About this exercise: Restate word for word the lines in the listing below, starting at the line containing "F: Fn(&str) ->" and ending at the line containing "Axum route handlers", both included; leave out the rest.

Input records:
--*--
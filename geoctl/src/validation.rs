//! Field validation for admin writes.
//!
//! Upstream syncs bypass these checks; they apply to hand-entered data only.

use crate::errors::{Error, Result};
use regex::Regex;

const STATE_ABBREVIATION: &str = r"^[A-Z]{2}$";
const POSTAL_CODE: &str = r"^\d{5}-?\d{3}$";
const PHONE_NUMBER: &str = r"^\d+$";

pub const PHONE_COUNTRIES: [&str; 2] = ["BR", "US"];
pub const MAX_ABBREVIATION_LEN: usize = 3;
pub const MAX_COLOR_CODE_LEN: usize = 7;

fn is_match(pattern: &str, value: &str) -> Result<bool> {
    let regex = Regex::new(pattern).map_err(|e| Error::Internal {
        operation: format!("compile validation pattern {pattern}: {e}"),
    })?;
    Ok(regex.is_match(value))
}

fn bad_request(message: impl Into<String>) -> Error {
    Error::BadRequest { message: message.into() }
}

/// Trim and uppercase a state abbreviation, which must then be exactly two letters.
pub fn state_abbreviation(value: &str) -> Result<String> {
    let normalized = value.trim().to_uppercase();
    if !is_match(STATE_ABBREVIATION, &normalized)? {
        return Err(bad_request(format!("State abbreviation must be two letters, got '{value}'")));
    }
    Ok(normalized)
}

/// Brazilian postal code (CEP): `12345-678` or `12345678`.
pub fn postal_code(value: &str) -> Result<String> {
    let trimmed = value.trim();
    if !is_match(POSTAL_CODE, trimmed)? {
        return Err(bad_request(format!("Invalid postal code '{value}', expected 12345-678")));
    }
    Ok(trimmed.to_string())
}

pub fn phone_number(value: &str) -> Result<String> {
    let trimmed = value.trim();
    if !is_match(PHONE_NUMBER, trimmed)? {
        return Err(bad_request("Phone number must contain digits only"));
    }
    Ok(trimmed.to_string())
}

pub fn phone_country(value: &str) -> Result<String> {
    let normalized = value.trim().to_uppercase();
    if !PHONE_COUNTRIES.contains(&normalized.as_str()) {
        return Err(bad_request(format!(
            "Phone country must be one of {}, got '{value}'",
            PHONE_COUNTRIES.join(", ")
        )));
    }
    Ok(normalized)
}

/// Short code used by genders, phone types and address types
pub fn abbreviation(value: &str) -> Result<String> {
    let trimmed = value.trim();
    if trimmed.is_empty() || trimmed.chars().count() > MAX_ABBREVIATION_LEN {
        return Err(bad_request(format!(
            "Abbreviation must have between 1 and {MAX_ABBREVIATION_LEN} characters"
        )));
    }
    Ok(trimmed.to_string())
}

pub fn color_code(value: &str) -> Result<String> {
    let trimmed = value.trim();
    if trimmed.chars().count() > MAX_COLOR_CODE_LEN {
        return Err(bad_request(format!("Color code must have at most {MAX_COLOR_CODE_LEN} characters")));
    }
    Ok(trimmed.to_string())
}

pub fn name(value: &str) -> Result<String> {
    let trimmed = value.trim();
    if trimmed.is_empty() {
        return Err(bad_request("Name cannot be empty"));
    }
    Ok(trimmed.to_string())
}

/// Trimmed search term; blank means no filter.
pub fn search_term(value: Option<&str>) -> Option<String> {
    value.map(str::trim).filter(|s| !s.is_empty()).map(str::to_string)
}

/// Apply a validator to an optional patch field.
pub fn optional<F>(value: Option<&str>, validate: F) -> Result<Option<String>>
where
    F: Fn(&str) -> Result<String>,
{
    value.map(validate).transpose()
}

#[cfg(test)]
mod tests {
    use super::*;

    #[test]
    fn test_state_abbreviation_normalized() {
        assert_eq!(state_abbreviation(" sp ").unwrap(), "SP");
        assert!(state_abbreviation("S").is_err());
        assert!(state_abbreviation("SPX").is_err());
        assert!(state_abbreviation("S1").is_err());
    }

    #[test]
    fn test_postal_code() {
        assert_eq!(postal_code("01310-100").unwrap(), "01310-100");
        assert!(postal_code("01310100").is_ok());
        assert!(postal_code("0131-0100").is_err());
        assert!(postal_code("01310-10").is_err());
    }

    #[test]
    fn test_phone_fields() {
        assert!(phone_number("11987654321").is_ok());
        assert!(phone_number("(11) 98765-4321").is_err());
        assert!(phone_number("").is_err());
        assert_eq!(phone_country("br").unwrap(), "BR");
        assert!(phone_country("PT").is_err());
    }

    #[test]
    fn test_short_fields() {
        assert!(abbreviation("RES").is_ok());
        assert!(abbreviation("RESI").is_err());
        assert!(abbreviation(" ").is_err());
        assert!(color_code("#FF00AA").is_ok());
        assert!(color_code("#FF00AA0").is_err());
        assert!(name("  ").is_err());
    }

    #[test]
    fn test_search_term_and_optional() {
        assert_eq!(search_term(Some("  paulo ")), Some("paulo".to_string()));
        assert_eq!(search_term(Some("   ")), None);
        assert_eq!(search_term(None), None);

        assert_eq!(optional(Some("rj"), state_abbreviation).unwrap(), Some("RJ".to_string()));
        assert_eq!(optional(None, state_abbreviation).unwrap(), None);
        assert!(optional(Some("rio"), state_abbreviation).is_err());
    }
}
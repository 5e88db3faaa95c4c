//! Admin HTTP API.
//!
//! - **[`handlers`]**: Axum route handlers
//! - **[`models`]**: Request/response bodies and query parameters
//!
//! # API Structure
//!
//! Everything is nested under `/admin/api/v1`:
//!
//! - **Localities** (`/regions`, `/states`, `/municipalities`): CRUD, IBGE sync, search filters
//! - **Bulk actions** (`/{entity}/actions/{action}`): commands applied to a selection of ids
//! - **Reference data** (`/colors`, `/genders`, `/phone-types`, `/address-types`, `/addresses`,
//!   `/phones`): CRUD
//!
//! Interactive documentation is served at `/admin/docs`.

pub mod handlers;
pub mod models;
--*--
Answer to this task:
    F: Fn(&str) -> Result<String>,
{
    value.map(validate).transpose()
}

#[cfg(test)]
mod tests {
    use super::*;

    #[test]
    fn test_state_abbreviation_normalized() {
        assert_eq!(state_abbreviation(" sp ").unwrap(), "SP");
        assert!(state_abbreviation("S").is_err());
        assert!(state_abbreviation("SPX").is_err());
        assert!(state_abbreviation("S1").is_err());
    }

    #[test]
    fn test_postal_code() {
        assert_eq!(postal_code("01310-100").unwrap(), "01310-100");
        assert!(postal_code("01310100").is_ok());
        assert!(postal_code("0131-0100").is_err());
        assert!(postal_code("01310-10").is_err());
    }

    #[test]
    fn test_phone_fields() {
        assert!(phone_number("11987654321").is_ok());
        assert!(phone_number("(11) 98765-4321").is_err());
        assert!(phone_number("").is_err());
        assert_eq!(phone_country("br").unwrap(), "BR");
        assert!(phone_country("PT").is_err());
    }

    #[test]
    fn test_short_fields() {
        assert!(abbreviation("RES").is_ok());
        assert!(abbreviation("RESI").is_err());
        assert!(abbreviation(" ").is_err());
        assert!(color_code("#FF00AA").is_ok());
        assert!(color_code("#FF00AA0").is_err());
        assert!(name("  ").is_err());
    }

    #[test]
    fn test_search_term_and_optional() {
        assert_eq!(search_term(Some("  paulo ")), Some("paulo".to_string()));
        assert_eq!(search_term(Some("   ")), None);
        assert_eq!(search_term(None), None);

        assert_eq!(optional(Some("rj"), state_abbreviation).unwrap(), Some("RJ".to_string()));
        assert_eq!(optional(None, state_abbreviation).unwrap(), None);
        assert!(optional(Some("rio"), state_abbreviation).is_err());
    }
}
repository 5e88db3faaa95c4c
//! Admin HTTP API.
//!
//! - **[`handlers`]**: Axum route handlers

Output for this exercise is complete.